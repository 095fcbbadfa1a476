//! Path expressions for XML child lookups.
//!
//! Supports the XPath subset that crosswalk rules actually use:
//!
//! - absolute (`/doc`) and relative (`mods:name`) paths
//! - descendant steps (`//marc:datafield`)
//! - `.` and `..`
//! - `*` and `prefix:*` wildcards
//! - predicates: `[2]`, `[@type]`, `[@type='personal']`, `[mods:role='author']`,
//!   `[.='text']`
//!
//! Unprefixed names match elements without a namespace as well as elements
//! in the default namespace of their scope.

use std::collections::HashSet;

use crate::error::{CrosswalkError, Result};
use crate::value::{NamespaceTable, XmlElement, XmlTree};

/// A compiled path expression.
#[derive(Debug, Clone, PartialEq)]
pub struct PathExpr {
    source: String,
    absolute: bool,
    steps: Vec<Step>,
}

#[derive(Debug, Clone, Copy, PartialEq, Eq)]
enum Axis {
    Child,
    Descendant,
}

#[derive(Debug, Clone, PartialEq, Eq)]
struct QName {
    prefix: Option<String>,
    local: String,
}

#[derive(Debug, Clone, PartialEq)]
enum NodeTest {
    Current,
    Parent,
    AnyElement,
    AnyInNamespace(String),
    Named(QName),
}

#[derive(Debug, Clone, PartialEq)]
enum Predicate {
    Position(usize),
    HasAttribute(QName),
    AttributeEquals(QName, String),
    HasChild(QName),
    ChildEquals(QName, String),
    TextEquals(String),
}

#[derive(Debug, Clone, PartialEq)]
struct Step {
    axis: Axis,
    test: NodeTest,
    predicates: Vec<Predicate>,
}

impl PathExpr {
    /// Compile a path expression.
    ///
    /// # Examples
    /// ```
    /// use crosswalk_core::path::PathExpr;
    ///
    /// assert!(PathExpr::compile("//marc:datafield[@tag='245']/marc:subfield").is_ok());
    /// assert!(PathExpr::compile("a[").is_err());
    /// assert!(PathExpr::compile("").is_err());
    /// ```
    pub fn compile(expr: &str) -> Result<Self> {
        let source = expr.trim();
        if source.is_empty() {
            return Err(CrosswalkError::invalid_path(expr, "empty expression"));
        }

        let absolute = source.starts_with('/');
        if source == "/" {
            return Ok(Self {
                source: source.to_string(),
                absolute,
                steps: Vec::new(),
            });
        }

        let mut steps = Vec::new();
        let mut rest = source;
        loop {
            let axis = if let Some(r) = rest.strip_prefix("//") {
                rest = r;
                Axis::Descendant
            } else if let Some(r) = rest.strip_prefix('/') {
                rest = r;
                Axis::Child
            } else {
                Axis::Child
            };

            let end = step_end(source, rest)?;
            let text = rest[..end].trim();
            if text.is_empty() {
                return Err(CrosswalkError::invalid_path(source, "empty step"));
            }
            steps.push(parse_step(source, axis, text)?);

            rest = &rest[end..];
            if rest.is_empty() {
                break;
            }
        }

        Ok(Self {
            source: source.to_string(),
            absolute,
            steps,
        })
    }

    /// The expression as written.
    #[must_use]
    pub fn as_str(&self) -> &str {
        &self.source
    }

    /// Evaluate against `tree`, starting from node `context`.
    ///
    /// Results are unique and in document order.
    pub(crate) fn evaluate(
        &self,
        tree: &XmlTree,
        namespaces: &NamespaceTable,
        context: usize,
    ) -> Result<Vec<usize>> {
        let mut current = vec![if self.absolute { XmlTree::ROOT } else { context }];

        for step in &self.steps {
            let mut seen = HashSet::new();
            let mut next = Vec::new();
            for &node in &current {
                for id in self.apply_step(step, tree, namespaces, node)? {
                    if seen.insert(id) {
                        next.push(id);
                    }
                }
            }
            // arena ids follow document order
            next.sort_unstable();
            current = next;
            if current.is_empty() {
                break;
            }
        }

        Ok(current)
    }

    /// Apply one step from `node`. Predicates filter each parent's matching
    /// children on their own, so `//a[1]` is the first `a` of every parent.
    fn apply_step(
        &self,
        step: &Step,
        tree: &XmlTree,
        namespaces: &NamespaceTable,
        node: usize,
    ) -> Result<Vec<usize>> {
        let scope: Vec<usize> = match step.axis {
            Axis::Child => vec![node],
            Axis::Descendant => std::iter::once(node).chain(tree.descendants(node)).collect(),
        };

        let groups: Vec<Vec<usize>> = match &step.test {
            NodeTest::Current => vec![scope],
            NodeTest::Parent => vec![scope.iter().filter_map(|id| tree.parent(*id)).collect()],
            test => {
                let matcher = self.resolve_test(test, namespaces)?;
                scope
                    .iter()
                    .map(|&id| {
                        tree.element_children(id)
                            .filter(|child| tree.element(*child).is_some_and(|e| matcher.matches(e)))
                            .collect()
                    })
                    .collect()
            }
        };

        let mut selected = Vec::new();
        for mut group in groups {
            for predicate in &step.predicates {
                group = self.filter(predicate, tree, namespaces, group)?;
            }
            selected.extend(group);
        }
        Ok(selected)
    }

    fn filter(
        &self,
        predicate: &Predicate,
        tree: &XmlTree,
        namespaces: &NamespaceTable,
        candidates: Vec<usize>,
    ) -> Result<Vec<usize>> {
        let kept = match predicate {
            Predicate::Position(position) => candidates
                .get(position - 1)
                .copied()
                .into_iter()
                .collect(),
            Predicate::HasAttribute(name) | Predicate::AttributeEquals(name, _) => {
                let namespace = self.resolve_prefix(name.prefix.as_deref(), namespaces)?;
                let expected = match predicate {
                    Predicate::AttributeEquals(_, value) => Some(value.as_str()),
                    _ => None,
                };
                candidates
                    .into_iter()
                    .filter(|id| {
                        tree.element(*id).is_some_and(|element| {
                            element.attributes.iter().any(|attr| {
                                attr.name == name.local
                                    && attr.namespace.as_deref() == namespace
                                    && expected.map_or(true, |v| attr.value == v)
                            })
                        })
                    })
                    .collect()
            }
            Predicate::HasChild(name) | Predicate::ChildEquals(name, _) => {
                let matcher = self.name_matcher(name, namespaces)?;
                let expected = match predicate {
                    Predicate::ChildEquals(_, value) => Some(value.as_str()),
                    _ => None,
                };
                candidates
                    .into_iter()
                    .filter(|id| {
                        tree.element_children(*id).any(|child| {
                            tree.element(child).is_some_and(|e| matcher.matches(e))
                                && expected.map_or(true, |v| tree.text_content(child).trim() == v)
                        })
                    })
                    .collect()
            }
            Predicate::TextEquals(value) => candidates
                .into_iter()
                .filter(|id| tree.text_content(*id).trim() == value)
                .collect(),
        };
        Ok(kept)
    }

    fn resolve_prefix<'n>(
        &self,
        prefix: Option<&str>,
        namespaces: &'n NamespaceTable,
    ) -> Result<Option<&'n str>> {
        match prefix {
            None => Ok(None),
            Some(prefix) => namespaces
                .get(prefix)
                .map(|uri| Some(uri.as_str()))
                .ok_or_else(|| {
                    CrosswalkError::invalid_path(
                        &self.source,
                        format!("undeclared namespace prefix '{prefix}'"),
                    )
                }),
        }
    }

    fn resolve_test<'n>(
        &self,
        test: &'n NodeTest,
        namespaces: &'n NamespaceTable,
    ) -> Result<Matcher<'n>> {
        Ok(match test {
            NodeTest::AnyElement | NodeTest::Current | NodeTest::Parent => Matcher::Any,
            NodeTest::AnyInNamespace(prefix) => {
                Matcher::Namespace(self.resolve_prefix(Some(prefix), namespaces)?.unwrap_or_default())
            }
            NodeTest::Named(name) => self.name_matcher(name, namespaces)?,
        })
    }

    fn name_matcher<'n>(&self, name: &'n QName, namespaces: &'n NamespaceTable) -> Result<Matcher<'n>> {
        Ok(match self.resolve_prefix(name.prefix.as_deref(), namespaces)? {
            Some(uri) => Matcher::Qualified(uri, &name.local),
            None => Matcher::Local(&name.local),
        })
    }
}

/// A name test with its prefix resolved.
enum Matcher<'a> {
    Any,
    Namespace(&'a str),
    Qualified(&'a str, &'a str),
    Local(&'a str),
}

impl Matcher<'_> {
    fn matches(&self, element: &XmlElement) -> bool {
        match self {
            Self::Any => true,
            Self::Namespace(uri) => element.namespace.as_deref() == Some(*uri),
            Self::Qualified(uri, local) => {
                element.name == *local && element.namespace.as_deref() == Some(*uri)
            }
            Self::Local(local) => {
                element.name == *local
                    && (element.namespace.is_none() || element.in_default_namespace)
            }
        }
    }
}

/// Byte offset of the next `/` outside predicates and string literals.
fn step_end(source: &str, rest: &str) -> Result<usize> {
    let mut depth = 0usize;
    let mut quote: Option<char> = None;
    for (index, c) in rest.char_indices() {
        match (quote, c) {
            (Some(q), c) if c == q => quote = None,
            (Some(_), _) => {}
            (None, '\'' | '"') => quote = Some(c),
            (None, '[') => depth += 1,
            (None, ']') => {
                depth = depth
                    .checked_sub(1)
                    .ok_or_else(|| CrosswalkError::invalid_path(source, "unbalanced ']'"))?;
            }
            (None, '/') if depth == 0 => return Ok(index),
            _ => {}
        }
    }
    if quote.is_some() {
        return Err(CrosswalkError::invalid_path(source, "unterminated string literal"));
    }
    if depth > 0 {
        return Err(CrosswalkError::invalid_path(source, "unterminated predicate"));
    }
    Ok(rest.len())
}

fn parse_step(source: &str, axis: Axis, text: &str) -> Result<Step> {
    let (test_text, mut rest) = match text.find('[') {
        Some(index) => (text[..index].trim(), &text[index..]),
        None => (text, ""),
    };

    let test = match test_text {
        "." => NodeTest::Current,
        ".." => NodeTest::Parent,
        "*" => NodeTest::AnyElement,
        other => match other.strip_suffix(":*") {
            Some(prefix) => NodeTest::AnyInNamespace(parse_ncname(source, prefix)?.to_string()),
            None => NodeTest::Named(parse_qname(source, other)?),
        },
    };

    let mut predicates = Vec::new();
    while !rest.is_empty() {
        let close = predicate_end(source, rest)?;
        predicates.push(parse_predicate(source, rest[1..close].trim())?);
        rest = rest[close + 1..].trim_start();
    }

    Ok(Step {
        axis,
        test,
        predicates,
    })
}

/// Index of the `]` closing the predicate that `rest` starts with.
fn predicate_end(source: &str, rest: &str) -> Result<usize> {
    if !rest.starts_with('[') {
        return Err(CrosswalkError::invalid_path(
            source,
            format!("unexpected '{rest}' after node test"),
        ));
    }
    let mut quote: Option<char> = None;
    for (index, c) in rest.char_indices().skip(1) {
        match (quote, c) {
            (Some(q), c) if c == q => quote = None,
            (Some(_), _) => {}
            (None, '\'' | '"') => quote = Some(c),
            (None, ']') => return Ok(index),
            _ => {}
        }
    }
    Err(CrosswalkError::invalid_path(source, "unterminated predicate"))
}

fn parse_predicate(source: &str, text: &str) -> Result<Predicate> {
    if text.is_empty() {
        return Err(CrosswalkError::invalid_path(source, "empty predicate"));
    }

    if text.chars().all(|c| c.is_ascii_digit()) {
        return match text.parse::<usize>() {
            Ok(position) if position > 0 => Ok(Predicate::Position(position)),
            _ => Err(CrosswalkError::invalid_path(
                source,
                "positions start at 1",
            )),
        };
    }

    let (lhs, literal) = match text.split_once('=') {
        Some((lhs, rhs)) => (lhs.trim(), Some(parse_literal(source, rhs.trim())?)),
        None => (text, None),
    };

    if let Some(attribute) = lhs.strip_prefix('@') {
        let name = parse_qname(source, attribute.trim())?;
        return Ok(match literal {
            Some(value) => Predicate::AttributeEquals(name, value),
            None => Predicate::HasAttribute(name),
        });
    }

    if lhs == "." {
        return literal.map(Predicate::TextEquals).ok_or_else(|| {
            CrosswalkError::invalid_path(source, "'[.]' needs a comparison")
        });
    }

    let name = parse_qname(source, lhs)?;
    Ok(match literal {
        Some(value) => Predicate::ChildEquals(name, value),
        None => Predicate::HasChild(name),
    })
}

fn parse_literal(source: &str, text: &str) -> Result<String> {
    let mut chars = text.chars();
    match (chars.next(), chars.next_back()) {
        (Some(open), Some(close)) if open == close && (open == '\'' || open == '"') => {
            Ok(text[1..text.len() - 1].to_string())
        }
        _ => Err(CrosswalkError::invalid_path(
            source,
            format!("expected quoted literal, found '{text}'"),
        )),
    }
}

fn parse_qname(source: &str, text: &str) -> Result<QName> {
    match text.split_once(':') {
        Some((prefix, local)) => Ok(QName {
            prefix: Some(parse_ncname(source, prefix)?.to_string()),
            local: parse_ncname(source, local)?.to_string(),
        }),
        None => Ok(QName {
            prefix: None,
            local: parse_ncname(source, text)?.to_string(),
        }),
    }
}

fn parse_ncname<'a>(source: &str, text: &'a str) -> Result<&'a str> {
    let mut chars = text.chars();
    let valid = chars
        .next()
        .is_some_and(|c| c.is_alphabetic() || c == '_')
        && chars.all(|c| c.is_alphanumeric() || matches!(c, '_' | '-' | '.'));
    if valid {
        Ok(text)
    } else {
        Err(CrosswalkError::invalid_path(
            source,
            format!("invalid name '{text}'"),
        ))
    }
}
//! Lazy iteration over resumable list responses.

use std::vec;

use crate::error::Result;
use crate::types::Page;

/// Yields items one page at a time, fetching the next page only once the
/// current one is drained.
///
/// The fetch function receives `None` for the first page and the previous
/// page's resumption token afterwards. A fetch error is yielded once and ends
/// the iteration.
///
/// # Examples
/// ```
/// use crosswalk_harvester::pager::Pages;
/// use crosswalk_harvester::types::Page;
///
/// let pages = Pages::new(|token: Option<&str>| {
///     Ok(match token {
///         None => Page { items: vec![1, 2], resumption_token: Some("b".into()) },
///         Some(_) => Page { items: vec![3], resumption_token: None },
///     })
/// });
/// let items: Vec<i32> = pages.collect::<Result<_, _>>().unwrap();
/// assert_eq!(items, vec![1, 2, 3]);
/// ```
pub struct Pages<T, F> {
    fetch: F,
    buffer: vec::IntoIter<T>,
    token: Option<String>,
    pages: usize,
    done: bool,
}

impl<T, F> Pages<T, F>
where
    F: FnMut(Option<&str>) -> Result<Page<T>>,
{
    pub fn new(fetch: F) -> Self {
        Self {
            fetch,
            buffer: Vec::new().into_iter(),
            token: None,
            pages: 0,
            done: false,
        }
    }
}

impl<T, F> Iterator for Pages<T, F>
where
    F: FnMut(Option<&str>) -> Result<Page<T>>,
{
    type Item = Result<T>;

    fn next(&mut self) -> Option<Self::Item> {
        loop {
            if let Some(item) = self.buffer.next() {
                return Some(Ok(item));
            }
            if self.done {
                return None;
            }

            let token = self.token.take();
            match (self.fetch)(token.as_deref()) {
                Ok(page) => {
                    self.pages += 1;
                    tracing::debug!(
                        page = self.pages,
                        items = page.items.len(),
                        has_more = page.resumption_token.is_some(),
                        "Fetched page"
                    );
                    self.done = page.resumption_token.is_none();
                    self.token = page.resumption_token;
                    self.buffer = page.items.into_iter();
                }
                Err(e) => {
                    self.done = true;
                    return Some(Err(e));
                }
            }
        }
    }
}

○ ○ ○ ○

- _Your instructions_: Every line above that holds the word "other" needs to be copied.

- _Output of the exercise_:
        other => match other.strip_suffix(":*") {
            None => NodeTest::Named(parse_qname(source, other)?),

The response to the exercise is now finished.